Mr. Christie's Reading list

  • Some of the old stand by's that will get you through just in case you are getting tired of Fortnite:


    Tom Sawyer - the first novel I ever read.  I still remember the hardbound edition I was given as a gift from our neighbor across the street when I was 9 years old.

    The Hobbit and The Lord of the Rings trilogy - Tolkien's ground breaking masterpiece that inspired artists around the world. It influenced not only writers but video games designers (RPG's), developers of role playing games such as Dungeons and Dragons, as well as musicians (ie. Led Zeppelin) to just name a few.  It changed our world.  

    A Christmas Carol - odd choice right?  But it's full of hope and optimism for the human condition

    Oliver Twist - As long as were on Dickens give this a whirl - it's the original Huck Finn 


    Remember that you can borrow ebooks from the Buffalo Public library - you just need a library card - if you don't have one chances are your parents


    This week try on one of my favorite poets by Robert Frost - read and ponder this - extra credit if you can recite it when I see you again.  Nota Bene: remember when you read poetry to:

    1) Read it aloud poetry is written to be read aloud not to yourself.  

    2) Think of the poem as a conversation - picture Frost telling you about an expereince he had in the woods

    2) DON"T STOP AT THE END OF A LINE UNLESS THERE IS A PERIOD!  Only stop in your speaking when you reach a period or eclamation point etc. and pause when you reach a comma. Chances are it won't make much sense if you don't.

    3) Even though some of the language is archaic most of the time the intinial meaning is quite simple - don't get tripped up by the wording; simply read and reread and reread again.  The repetition will allow the ryhtmn to become more evident and then the meaning will come.

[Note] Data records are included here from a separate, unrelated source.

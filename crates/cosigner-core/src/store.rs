//! Per-HRS store of ephemeral nonce contributions
//!
//! Every mutation for an HRS happens under that HRS's map entry lock, so
//! concurrent fan-out tasks and inbound peer requests cannot interleave a
//! check-then-insert for the same (HRS, source).
//!
//! The number of HRS entries is capped. When a new HRS arrives at capacity,
//! the highest other HRS is evicted; the signing frontier is always the lowest
//! live entry, so far-future requests only ever displace each other.

use crate::crypto::{point_to_bytes, Polynomial};
use crate::hrs::Hrs;
use crate::types::{CosignerId, EphemeralSecretPart};
use crate::{Error, Result, DEFAULT_STORE_CAPACITY};
use dashmap::DashMap;
use k256::Scalar;
use std::collections::{BTreeMap, HashMap};
use subtle::ConstantTimeEq;
use tracing::{debug, warn};

/// A decrypted, authenticated contribution
#[derive(Clone)]
pub struct StoredPart {
    /// Source's nonce commitment (compressed point)
    pub ephemeral_public_key: Vec<u8>,
    /// Source's polynomial evaluated at our index
    pub share: Scalar,
}

impl StoredPart {
    fn same_as(&self, other: &StoredPart) -> bool {
        self.ephemeral_public_key == other.ephemeral_public_key
            && bool::from(self.share.ct_eq(&other.share))
    }
}

#[derive(Default)]
struct HrsEntry {
    /// Our own nonce polynomial, drawn once per HRS
    polynomial: Option<Polynomial>,
    /// Parts already handed out, by recipient
    issued: HashMap<CosignerId, EphemeralSecretPart>,
    /// Contributions usable for our signature share, by source
    received: BTreeMap<CosignerId, StoredPart>,
}

/// Shared, internally synchronized ephemeral part store
pub struct EphemeralPartStore {
    entries: DashMap<Hrs, HrsEntry>,
    capacity: usize,
}

impl Default for EphemeralPartStore {
    fn default() -> Self {
        Self::with_capacity(DEFAULT_STORE_CAPACITY)
    }
}

impl EphemeralPartStore {
    pub fn new() -> Self {
        Self::default()
    }

    /// Store holding at most `capacity` HRS entries (never fewer than two)
    pub fn with_capacity(capacity: usize) -> Self {
        Self {
            entries: DashMap::new(),
            capacity: capacity.max(2),
        }
    }

    pub fn capacity(&self) -> usize {
        self.capacity
    }

    /// Evict the highest HRS other than `hrs` until a new entry fits.
    ///
    /// Must be called without holding any entry guard.
    fn make_room(&self, hrs: &Hrs) {
        if self.entries.contains_key(hrs) {
            return;
        }
        while self.entries.len() >= self.capacity {
            let victim = self
                .entries
                .iter()
                .map(|entry| *entry.key())
                .filter(|key| key != hrs)
                .max();
            match victim {
                Some(victim) => {
                    self.entries.remove(&victim);
                    warn!(evicted = %victim, incoming = %hrs, "Ephemeral part store full");
                }
                None => return,
            }
        }
    }

    /// Return the part already issued to `recipient` for `hrs`, or issue one.
    ///
    /// Our polynomial for `hrs` is drawn on first use and our own evaluation
    /// is recorded as a contribution. `issue` runs at most once per
    /// (hrs, recipient).
    pub fn get_or_issue<F>(
        &self,
        hrs: Hrs,
        own_id: CosignerId,
        threshold: usize,
        recipient: CosignerId,
        issue: F,
    ) -> Result<EphemeralSecretPart>
    where
        F: FnOnce(&Polynomial) -> Result<EphemeralSecretPart>,
    {
        self.make_room(&hrs);
        let mut entry = self.entries.entry(hrs).or_default();
        ensure_polynomial(&mut entry, own_id, threshold);

        if let Some(part) = entry.issued.get(&recipient) {
            return Ok(part.clone());
        }

        let polynomial = entry
            .polynomial
            .as_ref()
            .ok_or_else(|| Error::Internal("nonce polynomial missing".into()))?;
        let part = issue(polynomial)?;
        entry.issued.insert(recipient, part.clone());

        debug!(%hrs, recipient, "Issued ephemeral part");
        Ok(part)
    }

    /// Make sure our own contribution exists for `hrs`
    pub fn ensure_own_contribution(&self, hrs: Hrs, own_id: CosignerId, threshold: usize) {
        self.make_room(&hrs);
        let mut entry = self.entries.entry(hrs).or_default();
        ensure_polynomial(&mut entry, own_id, threshold);
    }

    /// Nonce commitment stored for `source` at `hrs`, if any
    pub fn lookup(&self, source: CosignerId, hrs: &Hrs) -> Option<Vec<u8>> {
        self.entries
            .get(hrs)
            .and_then(|entry| entry.received.get(&source).map(|p| p.ephemeral_public_key.clone()))
    }

    /// Store a contribution.
    ///
    /// Storing the identical contribution twice is a no-op; a different one
    /// for an already-filled (hrs, source) slot is rejected.
    pub fn insert(&self, hrs: Hrs, source: CosignerId, part: StoredPart) -> Result<()> {
        self.make_room(&hrs);
        let mut entry = self.entries.entry(hrs).or_default();

        match entry.received.get(&source) {
            Some(existing) if existing.same_as(&part) => Ok(()),
            Some(_) => Err(Error::NonceReuse {
                source_id: source,
                hrs,
            }),
            None => {
                entry.received.insert(source, part);
                Ok(())
            }
        }
    }

    /// Snapshot of the contributions for `hrs`, ordered by source
    pub fn contributions(&self, hrs: &Hrs) -> Vec<(CosignerId, StoredPart)> {
        self.entries
            .get(hrs)
            .map(|entry| {
                entry
                    .received
                    .iter()
                    .map(|(id, part)| (*id, part.clone()))
                    .collect()
            })
            .unwrap_or_default()
    }

    /// Drop every entry strictly older than `hrs`
    pub fn prune_below(&self, hrs: &Hrs) {
        self.entries.retain(|key, _| key >= hrs);
    }

    pub fn len(&self) -> usize {
        self.entries.len()
    }

    pub fn is_empty(&self) -> bool {
        self.entries.is_empty()
    }
}

fn ensure_polynomial(entry: &mut HrsEntry, own_id: CosignerId, threshold: usize) {
    if entry.polynomial.is_some() {
        return;
    }
    let polynomial = Polynomial::random(threshold);
    entry.received.insert(
        own_id,
        StoredPart {
            ephemeral_public_key: point_to_bytes(&polynomial.commitment()),
            share: polynomial.evaluate(own_id),
        },
    );
    entry.polynomial = Some(polynomial);
}

#[cfg(test)]
mod tests {
    use super::*;
    use crate::crypto::random_scalar;
    use crate::hrs::Step;
    use std::sync::atomic::{AtomicUsize, Ordering};
    use std::sync::Arc;
    use tokio::sync::Barrier;

    fn part(share: Scalar) -> StoredPart {
        StoredPart {
            ephemeral_public_key: vec![2; 33],
            share,
        }
    }

    #[test]
    fn test_insert_is_idempotent() {
        let store = EphemeralPartStore::new();
        let hrs = Hrs::new(1, 0, Step::Propose);
        let share = random_scalar();

        store.insert(hrs, 2, part(share)).unwrap();
        store.insert(hrs, 2, part(share)).unwrap();

        assert_eq!(store.contributions(&hrs).len(), 1);
        assert!(store.lookup(2, &hrs).is_some());
    }

    #[test]
    fn test_conflicting_insert_rejected() {
        let store = EphemeralPartStore::new();
        let hrs = Hrs::new(1, 0, Step::Propose);
        let share = random_scalar();

        store.insert(hrs, 2, part(share)).unwrap();
        let err = store.insert(hrs, 2, part(random_scalar())).unwrap_err();
        assert!(matches!(err, Error::NonceReuse { source_id: 2, .. }));

        let stored = store.contributions(&hrs);
        assert_eq!(stored[0].1.share, share);
    }

    #[test]
    fn test_issue_runs_once_per_recipient() {
        let store = EphemeralPartStore::new();
        let hrs = Hrs::new(7, 1, Step::Prevote);
        let mut calls = 0;

        for _ in 0..2 {
            store
                .get_or_issue(hrs, 1, 2, 3, |poly| {
                    calls += 1;
                    Ok(EphemeralSecretPart {
                        source_id: 1,
                        source_ephemeral_public_key: point_to_bytes(&poly.commitment()),
                        encrypted_share_part: vec![1],
                        source_sig: vec![2],
                    })
                })
                .unwrap();
        }

        assert_eq!(calls, 1);
        // own contribution recorded alongside the issued part
        assert!(store.lookup(1, &hrs).is_some());
    }

    #[test]
    fn test_prune_below() {
        let store = EphemeralPartStore::new();
        for height in 1..=3 {
            store.ensure_own_contribution(Hrs::new(height, 0, Step::Precommit), 1, 2);
        }

        store.prune_below(&Hrs::new(2, 0, Step::Precommit));
        assert_eq!(store.len(), 2);
        assert!(store.lookup(1, &Hrs::new(1, 0, Step::Precommit)).is_none());
    }

    #[test]
    fn test_far_future_entries_bounded() {
        let store = EphemeralPartStore::with_capacity(8);
        for h in 0..1000 {
            store.ensure_own_contribution(Hrs::new(i64::MAX - h, 0, Step::Propose), 1, 2);
        }
        assert_eq!(store.len(), 8);

        let current = Hrs::new(5, 0, Step::Precommit);
        store.ensure_own_contribution(current, 1, 2);
        store.insert(current, 2, part(random_scalar())).unwrap();
        assert_eq!(store.len(), 8);
        assert_eq!(store.contributions(&current).len(), 2);

        // later far-future requests displace each other, never the current round
        for h in 1000..1100 {
            store.ensure_own_contribution(Hrs::new(i64::MAX - h, 0, Step::Propose), 1, 2);
        }
        assert_eq!(store.len(), 8);
        assert_eq!(store.contributions(&current).len(), 2);
    }

    #[tokio::test(flavor = "multi_thread", worker_threads = 4)]
    async fn test_concurrent_inserts_for_one_slot() {
        const TASKS: usize = 16;
        let store = Arc::new(EphemeralPartStore::new());
        let barrier = Arc::new(Barrier::new(TASKS));
        let hrs = Hrs::new(3, 1, Step::Prevote);

        let mut tasks = Vec::new();
        for _ in 0..TASKS {
            let store = Arc::clone(&store);
            let barrier = Arc::clone(&barrier);
            tasks.push(tokio::spawn(async move {
                let share = random_scalar();
                barrier.wait().await;
                store.insert(hrs, 2, part(share)).map(|_| share)
            }));
        }

        let mut accepted = Vec::new();
        for task in tasks {
            match task.await.unwrap() {
                Ok(share) => accepted.push(share),
                Err(e) => assert!(matches!(e, Error::NonceReuse { source_id: 2, .. })),
            }
        }

        assert_eq!(accepted.len(), 1);
        let stored = store.contributions(&hrs);
        assert_eq!(stored.len(), 1);
        assert_eq!(stored[0].1.share, accepted[0]);
    }

    #[tokio::test(flavor = "multi_thread", worker_threads = 4)]
    async fn test_concurrent_issue_for_one_recipient() {
        const TASKS: usize = 16;
        let store = Arc::new(EphemeralPartStore::new());
        let barrier = Arc::new(Barrier::new(TASKS));
        let issued = Arc::new(AtomicUsize::new(0));
        let hrs = Hrs::new(3, 1, Step::Prevote);

        let mut tasks = Vec::new();
        for _ in 0..TASKS {
            let store = Arc::clone(&store);
            let barrier = Arc::clone(&barrier);
            let issued = Arc::clone(&issued);
            tasks.push(tokio::spawn(async move {
                barrier.wait().await;
                store.get_or_issue(hrs, 1, 2, 3, |poly| {
                    issued.fetch_add(1, Ordering::SeqCst);
                    Ok(EphemeralSecretPart {
                        source_id: 1,
                        source_ephemeral_public_key: point_to_bytes(&poly.commitment()),
                        encrypted_share_part: random_scalar().to_bytes().to_vec(),
                        source_sig: vec![2],
                    })
                })
            }));
        }

        let mut parts = Vec::new();
        for task in tasks {
            parts.push(task.await.unwrap().unwrap());
        }

        assert_eq!(issued.load(Ordering::SeqCst), 1);
        assert!(parts.windows(2).all(|w| w[0] == w[1]));
        assert_eq!(store.contributions(&hrs).len(), 1);
    }
}
//! Cosigner capability trait

use crate::hrs::Hrs;
use crate::types::{
    CosignerId, EphemeralSecretPart, GetEphemeralPartRequest, HasEphemeralPartRequest,
    HasEphemeralPartResponse, SetEphemeralPartRequest, SignRequest, SignResponse,
};
use crate::Result;

pub use ::async_trait::async_trait;

mod local;

pub use local::LocalCosigner;

/// One member of an m-of-n threshold signing cluster.
///
/// Implemented by [`LocalCosigner`], which owns a key share, and by network
/// proxies to peer processes. Orchestration code only ever sees this trait.
#[async_trait]
pub trait Cosigner: Send + Sync {
    /// Shamir index of this cosigner
    fn id(&self) -> CosignerId;

    /// This cosigner's nonce contribution for `req.hrs`, encrypted for the requester
    async fn get_ephemeral_secret_part(
        &self,
        req: &GetEphemeralPartRequest,
    ) -> Result<EphemeralSecretPart>;

    /// Authenticate and store a contribution received from a peer.
    ///
    /// Local state only; never performs network I/O.
    fn set_ephemeral_secret_part(&self, req: &SetEphemeralPartRequest) -> Result<()>;

    /// Whether a contribution from `req.id` for `req.hrs` is already held.
    ///
    /// Local state only; never performs network I/O.
    fn has_ephemeral_secret_part(&self, req: &HasEphemeralPartRequest)
        -> Result<HasEphemeralPartResponse>;

    /// Refuse an HRS this cosigner will never sign.
    ///
    /// Proxies keep no sign state, so the default accepts everything.
    async fn check_hrs(&self, _hrs: Hrs) -> Result<()> {
        Ok(())
    }

    /// Produce a signature share over `req.sign_bytes`
    async fn sign(&self, req: &SignRequest) -> Result<SignResponse>;
}
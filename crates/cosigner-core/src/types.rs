//! Request and response types shared by every cosigner variant

use crate::hrs::Hrs;
use chrono::{DateTime, Utc};
use serde::{Deserialize, Serialize};

/// Shamir share index of a cluster member (1, 2, ...)
pub type CosignerId = u32;

/// One source's nonce contribution for one HRS, encrypted for one recipient
#[derive(Debug, Clone, Default, PartialEq, Eq, Serialize, Deserialize)]
pub struct EphemeralSecretPart {
    /// Cosigner that generated the part
    pub source_id: CosignerId,
    /// Public commitment to the source's nonce polynomial (compressed point)
    pub source_ephemeral_public_key: Vec<u8>,
    /// Nonce share for the recipient: `nonce || ciphertext`
    pub encrypted_share_part: Vec<u8>,
    /// Ed25519 signature by the source over the part
    pub source_sig: Vec<u8>,
}

impl EphemeralSecretPart {
    /// Whether this is the "no contribution" placeholder
    pub fn is_empty(&self) -> bool {
        self.source_id == 0
            && self.source_ephemeral_public_key.is_empty()
            && self.encrypted_share_part.is_empty()
            && self.source_sig.is_empty()
    }
}

/// Ask a cosigner for its contribution to `hrs`, encrypted for `requester_id`
#[derive(Debug, Clone, Copy, PartialEq, Eq, Serialize, Deserialize)]
pub struct GetEphemeralPartRequest {
    pub requester_id: CosignerId,
    pub hrs: Hrs,
}

/// Ask whether the part from cosigner `id` for `hrs` is already stored
#[derive(Debug, Clone, Copy, PartialEq, Eq, Serialize, Deserialize)]
pub struct HasEphemeralPartRequest {
    pub id: CosignerId,
    pub hrs: Hrs,
}

#[derive(Debug, Clone, Default, PartialEq, Eq, Serialize, Deserialize)]
pub struct HasEphemeralPartResponse {
    pub exists: bool,
    pub ephemeral_public_key: Option<Vec<u8>>,
}

/// Store a part received from a peer
#[derive(Debug, Clone, PartialEq, Eq, Serialize, Deserialize)]
pub struct SetEphemeralPartRequest {
    pub hrs: Hrs,
    pub part: EphemeralSecretPart,
}

#[derive(Debug, Clone, PartialEq, Eq, Serialize, Deserialize)]
pub struct SignRequest {
    /// Opaque, HRS-encoded bytes from the consensus engine
    pub sign_bytes: Vec<u8>,
}

#[derive(Debug, Clone, PartialEq, Eq, Serialize, Deserialize)]
pub struct SignResponse {
    pub timestamp: DateTime<Utc>,
    /// Signature share: `R (33 bytes) || s_i (32 bytes)`
    pub signature: Vec<u8>,
}
//! # Cosigner Core
//!
//! Signing-round orchestration for an m-of-n threshold cosigner cluster.
//!
//! Every cosigner holds one Shamir share of a split key. To sign a consensus
//! vote it needs one ephemeral nonce contribution per participating peer for
//! the vote's height/round/step. This crate provides:
//! - HRS parsing and the sign-bytes layout
//! - The [`Cosigner`] capability trait and its local implementation
//! - The [`EphemeralPartStore`] that enforces the nonce-reuse invariant
//! - The [`SigningOrchestrator`] that fans out to peers under per-peer timeouts
//!
//! ## Example
//!
//! ```rust,ignore
//! use cosigner_core::{SigningOrchestrator, OrchestratorConfig, SignRequest};
//!
//! let orchestrator = SigningOrchestrator::new(local, peers, OrchestratorConfig::default());
//! let response = orchestrator.sign(&SignRequest { sign_bytes }).await?;
//! ```

pub mod cosigner;
pub mod crypto;
pub mod error;
pub mod hrs;
pub mod key;
pub mod orchestrator;
pub mod store;
pub mod types;

pub use cosigner::{Cosigner, LocalCosigner};
pub use error::{Error, Result};
pub use hrs::{Hrs, SignBytes, Step};
pub use key::{deal_key_shares, CosignerKey, PeerIdentity};
pub use orchestrator::{OrchestratorConfig, OrchestratorStats, SigningOrchestrator, StatsSnapshot};
pub use store::EphemeralPartStore;
pub use types::{
    CosignerId, EphemeralSecretPart, GetEphemeralPartRequest, HasEphemeralPartRequest,
    HasEphemeralPartResponse, SetEphemeralPartRequest, SignRequest, SignResponse,
};

/// Protocol version
pub const VERSION: &str = env!("CARGO_PKG_VERSION");

/// Default per-peer timeout for the ephemeral part exchange
pub const DEFAULT_PEER_TIMEOUT_MS: u64 = 1000;

/// Default number of HRS entries the ephemeral part store keeps
pub const DEFAULT_STORE_CAPACITY: usize = 256;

    4) Feel free to look up what other people think a poem means but make sure you find meaning in it for yourself.


    And with that:

    The Road Not Taken

    Two roads diverged in a yellow wood,
    And sorry I could not travel both
    And be one traveler, long I stood
    And looked down one as far as I could
    To where it bent in the undergrowth;
    Then took the other, as just as fair,
    And having perhaps the better claim,
    Because it was grassy and wanted wear;
    Though as for that the passing there
    Had worn them really about the same,
    And both that morning equally lay
    In leaves no step had trodden black.
    Oh, I kept the first for another day!
    Yet knowing how way leads on to way,
    I doubted if I should ever come back.
    I shall be telling this with a sigh
    Somewhere ages and ages hence:
    Two roads diverged in a wood, and I—
    I took the one less traveled by,
    And that has made all the difference.